Directions: Go through the records line by line and work out how many lines hold the word "Debug". Answer with the number only.

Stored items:
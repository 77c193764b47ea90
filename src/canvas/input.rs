//! Canvas input collected from the user and the description derived from it.

use std::path::Path;

use serde::{Deserialize, Serialize};

use super::fields::CanvasField;

/// The nine free-text canvas fields as entered by the user.
///
/// Every field defaults to the empty string; there is no required field.
/// Missing keys in JSON input deserialize as empty.
#[derive(Debug, Clone, Default, PartialEq, Eq, Serialize, Deserialize)]
#[serde(default)]
pub struct CanvasInput {
    pub value_proposition: String,
    pub customer_profile: String,
    pub distribution_channel: String,
    pub customer_relationship: String,
    pub revenue_streams: String,
    pub key_resources: String,
    pub key_activities: String,
    pub key_partners: String,
    pub cost_structure: String,
}

impl CanvasInput {
    /// Creates an empty canvas.
    pub fn new() -> Self {
        Self::default()
    }

    /// Creates a canvas pre-filled with the example text of every field.
    pub fn with_examples() -> Self {
        let mut canvas = Self::new();
        for field in CanvasField::ALL {
            canvas.set(field, field.example());
        }
        canvas
    }

    /// Returns the value of a field.
    pub fn get(&self, field: CanvasField) -> &str {
        match field {
            CanvasField::ValueProposition => &self.value_proposition,
            CanvasField::CustomerProfile => &self.customer_profile,
            CanvasField::DistributionChannel => &self.distribution_channel,
            CanvasField::CustomerRelationship => &self.customer_relationship,
            CanvasField::RevenueStreams => &self.revenue_streams,
            CanvasField::KeyResources => &self.key_resources,
            CanvasField::KeyActivities => &self.key_activities,
            CanvasField::KeyPartners => &self.key_partners,
            CanvasField::CostStructure => &self.cost_structure,
        }
    }

    /// Replaces the value of a field.
    pub fn set(&mut self, field: CanvasField, value: impl Into<String>) {
        let slot = match field {
            CanvasField::ValueProposition => &mut self.value_proposition,
            CanvasField::CustomerProfile => &mut self.customer_profile,
            CanvasField::DistributionChannel => &mut self.distribution_channel,
            CanvasField::CustomerRelationship => &mut self.customer_relationship,
            CanvasField::RevenueStreams => &mut self.revenue_streams,
            CanvasField::KeyResources => &mut self.key_resources,
            CanvasField::KeyActivities => &mut self.key_activities,
            CanvasField::KeyPartners => &mut self.key_partners,
            CanvasField::CostStructure => &mut self.cost_structure,
        };
        *slot = value.into();
    }

    /// Builder-style variant of [`CanvasInput::set`].
    pub fn with(mut self, field: CanvasField, value: impl Into<String>) -> Self {
        self.set(field, value);
        self
    }

    /// Returns true if every field is empty or whitespace.
    pub fn is_blank(&self) -> bool {
        CanvasField::ALL
            .iter()
            .all(|f| self.get(*f).trim().is_empty())
    }

    /// Number of fields holding non-whitespace text.
    pub fn filled_count(&self) -> usize {
        CanvasField::ALL
            .iter()
            .filter(|f| !self.get(**f).trim().is_empty())
            .count()
    }

    /// Assembles the labeled canvas description sent to the model.
    pub fn describe(&self) -> CanvasDescription {
        CanvasDescription::from_input(self)
    }

    /// Parses a canvas from a JSON object keyed by field identifiers.
    pub fn from_json_str(json: &str) -> Result<Self, serde_json::Error> {
        serde_json::from_str(json)
    }

    /// Reads a canvas from a JSON file.
    pub fn from_json_file(path: impl AsRef<Path>) -> anyhow::Result<Self> {
        let path = path.as_ref();
        let content = std::fs::read_to_string(path)
            .map_err(|e| anyhow::anyhow!("Failed to read canvas file {}: {}", path.display(), e))?;
        let canvas = Self::from_json_str(&content)
            .map_err(|e| anyhow::anyhow!("Invalid canvas JSON in {}: {}", path.display(), e))?;
        Ok(canvas)
    }

    /// Pretty-printed JSON with two-space indentation.
    pub fn to_json_pretty(&self) -> Result<String, serde_json::Error> {
        serde_json::to_string_pretty(self)
    }
}

/// Labeled text block built from a [`CanvasInput`].
///
/// Blocks are `"<Label>:\n<value>"` in canonical field order, separated by a
/// blank line. Empty fields keep their label with an empty body.
#[derive(Debug, Clone, PartialEq, Eq)]
pub struct CanvasDescription(String);

impl CanvasDescription {
    fn from_input(input: &CanvasInput) -> Self {
        let blocks: Vec<String> = CanvasField::ALL
            .iter()
            .map(|field| format!("{}:\n{}", field.label(), input.get(*field)))
            .collect();
        Self(blocks.join("\n\n"))
    }

    pub fn as_str(&self) -> &str {
        &self.0
    }

    pub fn into_string(self) -> String {
        self.0
    }
}

impl std::fmt::Display for CanvasDescription {
    fn fmt(&self, f: &mut std::fmt::Formatter<'_>) -> std::fmt::Result {
        f.write_str(&self.0)
    }
}

impl AsRef<str> for CanvasDescription {
    fn as_ref(&self) -> &str {
        &self.0
    }
}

Exercise solution: 2